Re: Ensuring a method is overridden

From:
Lew <lew@lewscanon.com>
Newsgroups:
comp.lang.java.programmer
Date:
Wed, 9 Sep 2009 12:51:17 -0700 (PDT)
Message-ID:
<98c2278a-3e52-4b5d-a30d-f4aa3165d76c@k26g2000vbp.googlegroups.com>
On Sep 9, 3:32 pm, Daniel Pitts
<newsgroup.spamfil...@virtualinfinity.net> wrote:

Lew wrote:

Daniel Pitts wrote:

You don't need to test for all invariants everywhere, especially
invariants that would cause an exception anyway (such as a collection
must only contain objects of a certain class. That will be caught by a
ClassCastException, which is a built-in assertion you can not disable)


A ClassCastException is not an assertion. It's an exception.


It isn't an "assert" assertion, but it is still an "assertion" in the
English sense of the word. The JVM asserts that the class you cast to
is the runtime type of the class.

That is only one example.

NullPointerException, ArrayIndexOutOfBounds, etc.. are the same kind of
thing.

Technically, they are Exceptions, specifically RuntimeExceptions, but
that doesn't prevent them from being a kind of JVM level assertion.
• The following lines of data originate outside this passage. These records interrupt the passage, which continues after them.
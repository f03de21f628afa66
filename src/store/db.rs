//! Store connection and schema bootstrap
//!
//! Wraps the SQLite pool every registry, mailbox and task queue handle shares.

use crate::config::StoreConfig;
use crate::error::{Result, SubstrateError};
use sqlx::sqlite::{SqliteConnectOptions, SqliteJournalMode, SqlitePoolOptions};
use sqlx::SqlitePool;
use std::path::PathBuf;
use std::str::FromStr;
use std::time::Duration;
use tracing::{debug, info};

const BUSY_TIMEOUT: Duration = Duration::from_secs(5);

/// Database connection pool shared by all substrate components
#[derive(Debug, Clone)]
pub struct Store {
    pool: SqlitePool,
}

impl Store {
    /// Connect to the store and make sure the coordination tables exist
    ///
    /// # Arguments
    /// * `database_url` - Path to the SQLite file, with or without a `sqlite:` prefix
    /// * `max_connections` - Pool size
    pub async fn connect(database_url: &str, max_connections: u32) -> Result<Self> {
        let connection_string = if database_url.starts_with("sqlite:") {
            database_url.to_string()
        } else {
            // Ensure parent directory exists
            if let Some(parent) = PathBuf::from(database_url).parent() {
                if !parent.as_os_str().is_empty() {
                    std::fs::create_dir_all(parent).map_err(|e| {
                        SubstrateError::Internal(anyhow::anyhow!(
                            "Failed to create db directory: {}",
                            e
                        ))
                    })?;
                }
            }
            format!("sqlite:{}", database_url)
        };

        let options = SqliteConnectOptions::from_str(&connection_string)
            .map_err(|e| SubstrateError::store("parse the database url", e))?
            .create_if_missing(true)
            .journal_mode(SqliteJournalMode::Wal)
            .busy_timeout(BUSY_TIMEOUT);

        let pool = SqlitePoolOptions::new()
            .max_connections(max_connections.max(1))
            .connect_with(options)
            .await
            .map_err(|e| SubstrateError::store("connect to the database", e))?;

        info!(database_url = %database_url, "Connected to agent store");

        let store = Self { pool };
        store.run_migrations().await?;

        Ok(store)
    }

    /// Connect using a [`StoreConfig`]
    pub async fn from_config(config: &StoreConfig) -> Result<Self> {
        Self::connect(&config.database_url, config.max_connections).await
    }

    /// Create the registry, mailbox and task tables if they are missing
    pub async fn run_migrations(&self) -> Result<()> {
        debug!("Running agent store migrations");

        let migration_sql = include_str!("../../migrations/001_create_agent_tables.sql");

        for statement in split_statements(migration_sql) {
            sqlx::query(&statement)
                .execute(&self.pool)
                .await
                .map_err(|e| SubstrateError::store("apply the schema migration", e))?;
        }

        info!("Agent store schema is up to date");
        Ok(())
    }

    /// Get the database pool
    pub fn pool(&self) -> &SqlitePool {
        &self.pool
    }

    /// Close every pooled connection
    pub async fn close(&self) {
        self.pool.close().await;
    }
}

/// Strip `--` comments and split a migration script into single statements
fn split_statements(sql: &str) -> Vec<String> {
    let mut cleaned = String::new();
    for line in sql.lines() {
        let code = match line.find("--") {
            Some(pos) => &line[..pos],
            None => line,
        };
        let code = code.trim();
        if code.is_empty() {
            continue;
        }
        cleaned.push_str(code);
        cleaned.push(' ');
    }

    cleaned
        .split(';')
        .map(str::trim)
        .filter(|s| !s.is_empty())
        .map(str::to_string)
        .collect()
}
//! Agent polling loop
//!
//! Every agent runs the same cycle: drain its mailbox, drain its pending
//! tasks, run its periodic action when there was nothing queued, then sleep.
//! A failed cycle marks the agent `error` in the registry, sleeps a fixed
//! backoff and resumes. The loop only stops when its cancellation token fires.

use crate::config::RuntimeConfig;
use crate::error::SubstrateError;
use crate::models::{AgentIdentity, AgentStatus, Message, Task, TaskStatus};
use crate::runtime::error::{CycleError, HandlerError, HandlerResult};
use crate::runtime::handlers::{AgentContext, HandlerTable};
use crate::store::Store;
use std::time::Duration;
use tokio_util::sync::CancellationToken;
use tracing::{debug, error, info, warn};

/// Message type the runtime interprets itself
pub const CONFIGURATION_MESSAGE: &str = "configuration";

/// Payload key of a configuration message that changes the polling interval
pub const POLL_INTERVAL_KEY: &str = "poll_interval_secs";

/// Lifecycle state of a runtime
#[derive(Debug, Clone, Copy, PartialEq, Eq)]
pub enum RuntimeState {
    /// Not yet registered
    Starting,
    /// Polling normally
    Active,
    /// Last cycle failed; waiting out the backoff
    Error,
}

/// What one successful cycle did
#[derive(Debug, Clone, Copy, Default, PartialEq, Eq)]
pub struct CycleReport {
    /// Messages taken from the mailbox
    pub messages_received: usize,
    /// Messages dispatched to a handler or applied as configuration
    pub messages_handled: usize,
    /// Messages with no handler
    pub messages_skipped: usize,
    /// Tasks completed
    pub tasks_completed: usize,
    /// Tasks that were no longer pending when this agent tried to claim them
    pub tasks_skipped: usize,
    /// Whether the periodic action ran
    pub periodic_ran: bool,
}

/// Hosts the polling loop for one agent
#[derive(Debug)]
pub struct AgentRuntime {
    ctx: AgentContext,
    handlers: HandlerTable,
    config: RuntimeConfig,
    state: RuntimeState,
}

impl AgentRuntime {
    /// Create a runtime for `identity` with its handlers
    pub fn new(
        store: &Store,
        identity: AgentIdentity,
        handlers: HandlerTable,
        config: RuntimeConfig,
    ) -> Self {
        Self {
            ctx: AgentContext::new(store, identity),
            handlers,
            config,
            state: RuntimeState::Starting,
        }
    }

    /// Current lifecycle state
    pub fn state(&self) -> RuntimeState {
        self.state
    }

    /// The context handed to handlers
    pub fn context(&self) -> &AgentContext {
        &self.ctx
    }

    /// Current polling interval
    pub fn poll_interval(&self) -> Duration {
        self.config.poll_interval
    }

    /// Register the agent and mark it active
    pub async fn start(&mut self) -> Result<(), SubstrateError> {
        self.ctx
            .registry()
            .register(self.ctx.agent_id(), self.ctx.agent_type())
            .await?;
        self.activate().await
    }

    /// Run the loop until `cancel` fires, then mark the agent inactive
    pub async fn run(mut self, cancel: CancellationToken) {
        info!(
            agent_id = %self.ctx.agent_id(),
            agent_type = %self.ctx.agent_type(),
            "Agent runtime starting"
        );

        while !cancel.is_cancelled() {
            let delay = match self.step().await {
                Ok(report) => {
                    debug!(agent_id = %self.ctx.agent_id(), ?report, "Cycle completed");
                    self.config.poll_interval
                }
                Err(e) => {
                    self.enter_error(&e).await;
                    self.config.error_backoff
                }
            };

            tokio::select! {
                _ = cancel.cancelled() => break,
                _ = tokio::time::sleep(delay) => {}
            }
        }

        self.shutdown().await;
    }

    /// Run a single cycle: mailbox, then tasks, then the periodic action
    ///
    /// Does not register the agent or touch its registry status; use
    /// [`AgentRuntime::start`] first, or [`AgentRuntime::run`] for the
    /// whole loop.
    pub async fn run_cycle(&mut self) -> Result<CycleReport, CycleError> {
        let mut report = CycleReport::default();

        let messages = self
            .ctx
            .mailbox()
            .receive(self.ctx.agent_id(), true)
            .await?;
        report.messages_received = messages.len();

        // Received messages are already consumed, so dispatch all of them
        // before reporting the first failure
        let mut first_failure = None;
        for message in &messages {
            match self.dispatch_message(message).await {
                Ok(true) => report.messages_handled += 1,
                Ok(false) => report.messages_skipped += 1,
                Err(source) => {
                    error!(
                        agent_id = %self.ctx.agent_id(),
                        message_id = message.id,
                        message_type = %message.message_type,
                        error = %source,
                        "Message handler failed"
                    );
                    if first_failure.is_none() {
                        first_failure = Some(CycleError::Message {
                            message_id: message.id,
                            message_type: message.message_type.clone(),
                            source,
                        });
                    }
                }
            }
        }
        if let Some(failure) = first_failure {
            return Err(failure);
        }

        let tasks = self.ctx.tasks().fetch_pending(self.ctx.agent_id()).await?;
        for task in &tasks {
            self.process_task(task, &mut report).await?;
        }

        if tasks.is_empty() {
            if let Some(action) = self.handlers.periodic_action() {
                action.run(&self.ctx).await.map_err(CycleError::Periodic)?;
                report.periodic_ran = true;
            }
        }

        Ok(report)
    }

    async fn step(&mut self) -> Result<CycleReport, CycleError> {
        match self.state {
            RuntimeState::Starting => self.start().await?,
            RuntimeState::Error => self.activate().await?,
            RuntimeState::Active => {}
        }
        self.run_cycle().await
    }

    async fn activate(&mut self) -> Result<(), SubstrateError> {
        self.ctx
            .registry()
            .update_status(self.ctx.agent_id(), AgentStatus::Active)
            .await?;
        self.state = RuntimeState::Active;
        Ok(())
    }

    async fn enter_error(&mut self, cause: &CycleError) {
        error!(
            agent_id = %self.ctx.agent_id(),
            error = %cause,
            backoff_secs = self.config.error_backoff.as_secs(),
            "Agent cycle failed, backing off"
        );

        // Never registered: there is no row to mark, retry from the top
        if self.state == RuntimeState::Starting {
            return;
        }
        self.state = RuntimeState::Error;

        if let Err(e) = self
            .ctx
            .registry()
            .update_status(self.ctx.agent_id(), AgentStatus::Error)
            .await
        {
            warn!(agent_id = %self.ctx.agent_id(), error = %e, "Failed to publish error status");
        }
    }

    async fn shutdown(&mut self) {
        if self.state != RuntimeState::Starting {
            if let Err(e) = self
                .ctx
                .registry()
                .update_status(self.ctx.agent_id(), AgentStatus::Inactive)
                .await
            {
                warn!(agent_id = %self.ctx.agent_id(), error = %e, "Failed to publish inactive status");
            }
        }
        info!(agent_id = %self.ctx.agent_id(), "Agent runtime stopped");
    }

    /// Returns whether the message was handled
    async fn dispatch_message(&mut self, message: &Message) -> HandlerResult<bool> {
        if let Some(error) = &message.payload_error {
            return Err(HandlerError::MalformedPayload(format!(
                "message payload is not valid JSON: {error}"
            )));
        }

        // A registered configuration handler sees the message even when the
        // runtime settings in it are rejected
        let configured = if message.message_type == CONFIGURATION_MESSAGE {
            self.apply_configuration(message)
        } else {
            Ok(false)
        };

        let mut handled = false;
        if let Some(handler) = self.handlers.message_handler(&message.message_type) {
            handler.handle(&self.ctx, message).await?;
            handled = true;
        }
        handled |= configured?;

        if !handled {
            warn!(
                agent_id = %self.ctx.agent_id(),
                message_id = message.id,
                message_type = %message.message_type,
                "No handler for message type, skipping"
            );
        }
        Ok(handled)
    }

    /// Apply runtime settings carried by a configuration message
    ///
    /// Returns whether any setting was applied.
    fn apply_configuration(&mut self, message: &Message) -> HandlerResult<bool> {
        let Some(raw) = message.payload.get(POLL_INTERVAL_KEY) else {
            return Ok(false);
        };

        let secs = raw.as_u64().filter(|secs| *secs > 0).ok_or_else(|| {
            HandlerError::MalformedPayload(format!(
                "{} must be a positive integer, got {}",
                POLL_INTERVAL_KEY, raw
            ))
        })?;

        self.config.poll_interval = Duration::from_secs(secs);
        info!(
            agent_id = %self.ctx.agent_id(),
            poll_interval_secs = secs,
            "Updated polling interval"
        );
        Ok(true)
    }

    async fn process_task(&mut self, task: &Task, report: &mut CycleReport) -> Result<(), CycleError> {
        let queue = self.ctx.tasks().clone();

        match queue
            .update_status(&task.task_id, TaskStatus::InProgress, None)
            .await
        {
            Ok(()) => {}
            Err(SubstrateError::InvalidTransition { from, .. }) => {
                warn!(
                    agent_id = %self.ctx.agent_id(),
                    task_id = %task.task_id,
                    status = %from,
                    "Task already claimed, skipping"
                );
                report.tasks_skipped += 1;
                return Ok(());
            }
            Err(e) => return Err(e.into()),
        }

        let outcome = match (&task.payload_error, task.task_type()) {
            (Some(error), _) => Err(HandlerError::MalformedPayload(format!(
                "task payload is not valid JSON: {error}"
            ))),
            (None, None) => Err(HandlerError::MalformedPayload(
                "task payload has no string `type` field".to_string(),
            )),
            (None, Some(task_type)) => match self.handlers.task_handler(task_type) {
                Some(handler) => handler.handle(&self.ctx, task).await,
                None => Err(HandlerError::UnknownTaskType(task_type.to_string())),
            },
        };

        match outcome {
            Ok(result) => {
                queue
                    .update_status(&task.task_id, TaskStatus::Completed, Some(&result))
                    .await?;
                report.tasks_completed += 1;
                Ok(())
            }
            Err(source) => {
                if let Err(e) = queue
                    .update_status(&task.task_id, TaskStatus::Failed, Some(&source.to_result_value()))
                    .await
                {
                    error!(
                        agent_id = %self.ctx.agent_id(),
                        task_id = %task.task_id,
                        handler_error = %source,
                        error = %e,
                        "Failed to record task failure"
                    );
                    return Err(e.into());
                }
                Err(CycleError::Task {
                    task_id: task.task_id.clone(),
                    source,
                })
            }
        }
    }
}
A very disingenuous approach, that. "Assertion" in computer science,
and in Java particularly, has a specific technical meaning. To argue
that you meant it in "the English sense of the word" when you didn't
say so at first is misleading. Please be aware that when you use a
specific technical term in its specific technical context, that people
will expect the technical meaning not the non-technical meaning, and
to pretend otherwise only causes confusion.